Distal Bodies – a Sound Diaries project that documents the changing soundscape of a South Oxfordshire village during the Covid-19 lockdown and beyond.

Sandokai – production of a short film exploring the text of this Sōtō Zen poem, with its presentation of the interbeing nature of independent, seemingly disparate phenomena. A collaboration with artist and resident monastic Rev. Gareth Milliken of Reading Buddhist Priory.

Belong – a series of multi-disciplinary ‘blind collaborations’ with other associate artists at the Jelly arts organisation, creating a stratified work that coalesces around the theme of ‘breathing’.

Richard Bentley is a sound artist and researcher whose work explores focus-oriented sound arts practice and the experience of positive silence. This interest is manifested through listenings, writings, field recordings, composition, soundwalks and the development of participatory sound art exercises.

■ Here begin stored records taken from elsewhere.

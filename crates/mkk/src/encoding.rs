//! Text to byte conversion for derivation inputs.
//!
//! The chosen encoding changes the derived constant, so it is always explicit.
//! UTF-8 is the default.

use std::ffi::OsString;
use std::str::FromStr;

use common::{DeriveError, Input};

/// Byte encoding applied to the key and label before padding.
#[derive(Debug, Clone, Copy, Default, PartialEq, Eq)]
pub enum Encoding {
    #[default]
    Utf8,
    /// ISO-8859-1: one byte per char, chars above `U+00FF` are rejected.
    Latin1,
}

impl Encoding {
    /// Encode `text` into the bytes fed to the padder.
    ///
    /// # Errors
    ///
    /// Returns [`DeriveError::InvalidEncoding`] if `text` contains a char the
    /// encoding cannot represent.
    pub fn encode(self, text: &str, input: Input) -> Result<Vec<u8>, DeriveError> {
        match self {
            Encoding::Utf8 => Ok(text.as_bytes().to_vec()),
            Encoding::Latin1 => text
                .chars()
                .map(|c| {
                    u8::try_from(u32::from(c)).map_err(|_| DeriveError::InvalidEncoding {
                        input,
                        reason: format!("{c:?} is outside latin-1"),
                    })
                })
                .collect(),
        }
    }

    pub fn as_str(self) -> &'static str {
        match self {
            Encoding::Utf8 => "utf-8",
            Encoding::Latin1 => "latin-1",
        }
    }
}

impl FromStr for Encoding {
    type Err = String;

    fn from_str(s: &str) -> Result<Self, Self::Err> {
        match s.trim().to_ascii_lowercase().as_str() {
            "utf-8" | "utf8" => Ok(Encoding::Utf8),
            "latin-1" | "latin1" | "iso-8859-1" => Ok(Encoding::Latin1),
            other => Err(format!("unknown encoding {other:?} (expected utf-8 or latin-1)")),
        }
    }
}

impl std::fmt::Display for Encoding {
    fn fmt(&self, f: &mut std::fmt::Formatter<'_>) -> std::fmt::Result {
        f.write_str(self.as_str())
    }
}

/// Convert a raw command-line argument into text.
///
/// # Errors
///
/// Returns [`DeriveError::InvalidEncoding`] if the argument is not valid Unicode.
pub fn arg_to_string(arg: OsString, input: Input) -> Result<String, DeriveError> {
    arg.into_string()
        .map_err(|raw| DeriveError::InvalidEncoding {
            input,
            reason: format!("argument {raw:?} is not valid unicode"),
        })
}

In his practice, Richard explores the interplay of mind and soundscape in experiences of positive silence. Phenomenological enquiry and documentation, through field recording and stream-of-consciousness transcription, typically provide the starting point for work, unearthing themes that are shared and developed through reflective writings, sound works and a host of interdisciplinary and participatory arts work.

Informed by this artistic practice and drawing from the fields of sound studies, art therapy and positive psychology, Richard’s research investigates focused-oriented sound art practices for wellbeing. His current work explores the experience of positive silence as freedom from distraction and the influence of the soundscape on present-centred awareness and psychological distancing. In addition to contributing to academic and public discourse on the topic, research outcomes include the development of participatory sound art practices that support wellbeing in both clinical and non-clinical settings.